:: Data excerpts
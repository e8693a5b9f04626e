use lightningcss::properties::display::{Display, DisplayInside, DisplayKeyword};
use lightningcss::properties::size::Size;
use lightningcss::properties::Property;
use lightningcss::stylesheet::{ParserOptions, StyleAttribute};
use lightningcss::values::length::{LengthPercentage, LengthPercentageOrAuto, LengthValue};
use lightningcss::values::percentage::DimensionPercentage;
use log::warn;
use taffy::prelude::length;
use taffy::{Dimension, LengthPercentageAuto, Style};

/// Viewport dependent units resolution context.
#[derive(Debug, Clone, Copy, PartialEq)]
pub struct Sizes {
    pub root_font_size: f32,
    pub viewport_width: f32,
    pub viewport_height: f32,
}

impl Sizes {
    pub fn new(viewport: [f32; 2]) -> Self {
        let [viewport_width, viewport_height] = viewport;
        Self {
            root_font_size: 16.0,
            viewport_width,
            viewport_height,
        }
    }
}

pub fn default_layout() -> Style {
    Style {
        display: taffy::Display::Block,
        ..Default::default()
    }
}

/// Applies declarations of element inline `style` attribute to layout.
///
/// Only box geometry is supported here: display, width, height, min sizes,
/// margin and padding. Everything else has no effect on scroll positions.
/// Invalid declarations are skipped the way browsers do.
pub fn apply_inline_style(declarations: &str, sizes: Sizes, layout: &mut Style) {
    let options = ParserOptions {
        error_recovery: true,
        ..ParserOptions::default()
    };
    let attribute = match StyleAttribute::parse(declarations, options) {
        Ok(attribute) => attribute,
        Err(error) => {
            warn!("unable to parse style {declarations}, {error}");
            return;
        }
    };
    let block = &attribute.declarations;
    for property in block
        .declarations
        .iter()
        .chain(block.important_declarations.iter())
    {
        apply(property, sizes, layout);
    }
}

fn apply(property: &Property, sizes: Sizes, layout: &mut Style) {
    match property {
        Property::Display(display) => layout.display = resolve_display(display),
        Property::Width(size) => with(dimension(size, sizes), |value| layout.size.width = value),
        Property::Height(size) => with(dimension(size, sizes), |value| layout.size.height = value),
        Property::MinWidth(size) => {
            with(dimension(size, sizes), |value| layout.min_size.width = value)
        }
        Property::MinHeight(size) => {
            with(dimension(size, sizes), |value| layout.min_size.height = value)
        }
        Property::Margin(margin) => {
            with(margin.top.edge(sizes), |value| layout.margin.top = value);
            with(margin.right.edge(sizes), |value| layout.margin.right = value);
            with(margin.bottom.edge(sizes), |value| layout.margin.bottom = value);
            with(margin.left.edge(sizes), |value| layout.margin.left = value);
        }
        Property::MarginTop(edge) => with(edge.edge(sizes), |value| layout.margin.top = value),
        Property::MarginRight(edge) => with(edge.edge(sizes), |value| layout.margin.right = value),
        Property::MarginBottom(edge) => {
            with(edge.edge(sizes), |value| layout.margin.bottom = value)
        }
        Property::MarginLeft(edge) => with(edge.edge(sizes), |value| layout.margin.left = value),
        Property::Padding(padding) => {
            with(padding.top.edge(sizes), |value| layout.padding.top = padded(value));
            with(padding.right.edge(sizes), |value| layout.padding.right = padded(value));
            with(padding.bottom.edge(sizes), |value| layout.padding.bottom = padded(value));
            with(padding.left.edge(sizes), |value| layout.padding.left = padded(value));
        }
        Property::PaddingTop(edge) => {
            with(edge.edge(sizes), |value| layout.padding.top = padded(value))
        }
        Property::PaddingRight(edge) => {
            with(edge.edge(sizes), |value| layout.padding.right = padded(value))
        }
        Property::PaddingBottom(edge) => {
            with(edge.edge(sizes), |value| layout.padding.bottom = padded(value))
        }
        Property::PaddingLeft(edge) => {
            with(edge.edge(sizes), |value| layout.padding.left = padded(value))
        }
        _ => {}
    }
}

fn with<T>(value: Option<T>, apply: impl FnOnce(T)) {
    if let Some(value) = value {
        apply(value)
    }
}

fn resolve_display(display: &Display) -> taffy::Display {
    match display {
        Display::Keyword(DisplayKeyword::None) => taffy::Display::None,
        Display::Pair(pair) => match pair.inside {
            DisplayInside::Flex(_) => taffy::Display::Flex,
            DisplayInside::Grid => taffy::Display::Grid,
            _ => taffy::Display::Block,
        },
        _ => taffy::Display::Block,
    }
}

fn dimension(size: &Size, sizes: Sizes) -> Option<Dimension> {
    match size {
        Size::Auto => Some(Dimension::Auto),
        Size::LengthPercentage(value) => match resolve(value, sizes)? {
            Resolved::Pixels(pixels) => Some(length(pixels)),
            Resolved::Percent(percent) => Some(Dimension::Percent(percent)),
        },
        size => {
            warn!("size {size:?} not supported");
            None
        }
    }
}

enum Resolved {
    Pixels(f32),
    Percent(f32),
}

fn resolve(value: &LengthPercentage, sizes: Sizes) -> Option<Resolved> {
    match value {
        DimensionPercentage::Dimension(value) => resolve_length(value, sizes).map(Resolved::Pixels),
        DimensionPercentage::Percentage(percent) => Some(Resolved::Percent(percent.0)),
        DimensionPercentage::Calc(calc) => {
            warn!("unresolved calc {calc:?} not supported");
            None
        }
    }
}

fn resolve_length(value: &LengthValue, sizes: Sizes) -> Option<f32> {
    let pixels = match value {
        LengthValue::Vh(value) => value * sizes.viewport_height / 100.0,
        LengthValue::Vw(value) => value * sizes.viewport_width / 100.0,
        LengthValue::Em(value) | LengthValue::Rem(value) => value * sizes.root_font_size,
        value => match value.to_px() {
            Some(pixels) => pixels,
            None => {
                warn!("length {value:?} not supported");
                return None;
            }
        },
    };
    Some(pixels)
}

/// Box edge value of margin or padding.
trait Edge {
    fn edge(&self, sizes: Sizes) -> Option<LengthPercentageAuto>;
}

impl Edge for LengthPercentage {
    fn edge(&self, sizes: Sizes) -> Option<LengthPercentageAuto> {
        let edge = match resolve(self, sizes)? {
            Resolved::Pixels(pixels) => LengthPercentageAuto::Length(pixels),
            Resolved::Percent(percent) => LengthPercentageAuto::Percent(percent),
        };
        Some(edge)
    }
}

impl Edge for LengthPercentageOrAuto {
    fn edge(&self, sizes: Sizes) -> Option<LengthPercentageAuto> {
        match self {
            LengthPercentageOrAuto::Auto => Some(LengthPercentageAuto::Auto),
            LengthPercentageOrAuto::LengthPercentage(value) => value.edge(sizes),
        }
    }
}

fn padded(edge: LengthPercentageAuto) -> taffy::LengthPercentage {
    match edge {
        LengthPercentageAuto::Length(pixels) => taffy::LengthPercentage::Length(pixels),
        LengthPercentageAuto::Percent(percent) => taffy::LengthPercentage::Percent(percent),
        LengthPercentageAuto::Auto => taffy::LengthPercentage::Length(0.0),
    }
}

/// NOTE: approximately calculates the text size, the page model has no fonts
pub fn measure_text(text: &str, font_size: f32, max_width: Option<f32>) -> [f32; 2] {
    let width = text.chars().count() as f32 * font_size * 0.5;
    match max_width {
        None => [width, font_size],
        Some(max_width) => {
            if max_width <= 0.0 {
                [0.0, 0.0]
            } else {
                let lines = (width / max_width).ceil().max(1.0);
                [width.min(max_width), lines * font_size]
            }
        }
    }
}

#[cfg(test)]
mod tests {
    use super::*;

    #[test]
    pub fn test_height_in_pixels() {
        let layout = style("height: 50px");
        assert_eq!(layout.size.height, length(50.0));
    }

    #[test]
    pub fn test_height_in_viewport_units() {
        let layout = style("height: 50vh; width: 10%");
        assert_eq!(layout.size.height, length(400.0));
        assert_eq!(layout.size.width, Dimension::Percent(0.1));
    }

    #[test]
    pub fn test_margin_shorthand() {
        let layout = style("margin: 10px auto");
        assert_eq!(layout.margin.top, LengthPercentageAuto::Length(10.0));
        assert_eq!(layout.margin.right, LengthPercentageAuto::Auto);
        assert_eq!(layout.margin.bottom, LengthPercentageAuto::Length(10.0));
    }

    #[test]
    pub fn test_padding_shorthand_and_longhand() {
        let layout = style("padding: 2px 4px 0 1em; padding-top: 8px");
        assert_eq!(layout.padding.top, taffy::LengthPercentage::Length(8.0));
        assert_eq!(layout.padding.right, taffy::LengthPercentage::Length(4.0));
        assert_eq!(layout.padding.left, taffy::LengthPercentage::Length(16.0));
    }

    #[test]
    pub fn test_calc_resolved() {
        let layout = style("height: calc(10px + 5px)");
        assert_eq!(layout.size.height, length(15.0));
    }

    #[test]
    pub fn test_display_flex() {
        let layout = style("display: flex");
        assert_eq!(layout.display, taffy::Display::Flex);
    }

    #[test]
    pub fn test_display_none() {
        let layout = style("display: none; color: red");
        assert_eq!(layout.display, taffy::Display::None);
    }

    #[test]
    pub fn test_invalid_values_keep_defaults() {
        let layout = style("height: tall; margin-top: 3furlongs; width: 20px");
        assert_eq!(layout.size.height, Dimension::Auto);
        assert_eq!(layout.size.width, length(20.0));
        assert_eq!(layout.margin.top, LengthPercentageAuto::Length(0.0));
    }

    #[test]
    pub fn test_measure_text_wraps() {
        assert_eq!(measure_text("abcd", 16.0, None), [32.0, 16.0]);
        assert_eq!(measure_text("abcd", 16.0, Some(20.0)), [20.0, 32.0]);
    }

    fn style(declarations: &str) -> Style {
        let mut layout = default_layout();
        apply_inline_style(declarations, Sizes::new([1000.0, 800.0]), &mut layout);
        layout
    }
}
::::
Each line above that holds the string "padded" should be copied and shown.

            with(padding.top.edge(sizes), |value| layout.padding.top = padded(value));
            with(padding.right.edge(sizes), |value| layout.padding.right = padded(value));
            with(padding.bottom.edge(sizes), |value| layout.padding.bottom = padded(value));
            with(padding.left.edge(sizes), |value| layout.padding.left = padded(value));
            with(edge.edge(sizes), |value| layout.padding.top = padded(value))
            with(edge.edge(sizes), |value| layout.padding.right = padded(value))
            with(edge.edge(sizes), |value| layout.padding.bottom = padded(value))
            with(edge.edge(sizes), |value| layout.padding.left = padded(value))
fn padded(edge: LengthPercentageAuto) -> taffy::LengthPercentage {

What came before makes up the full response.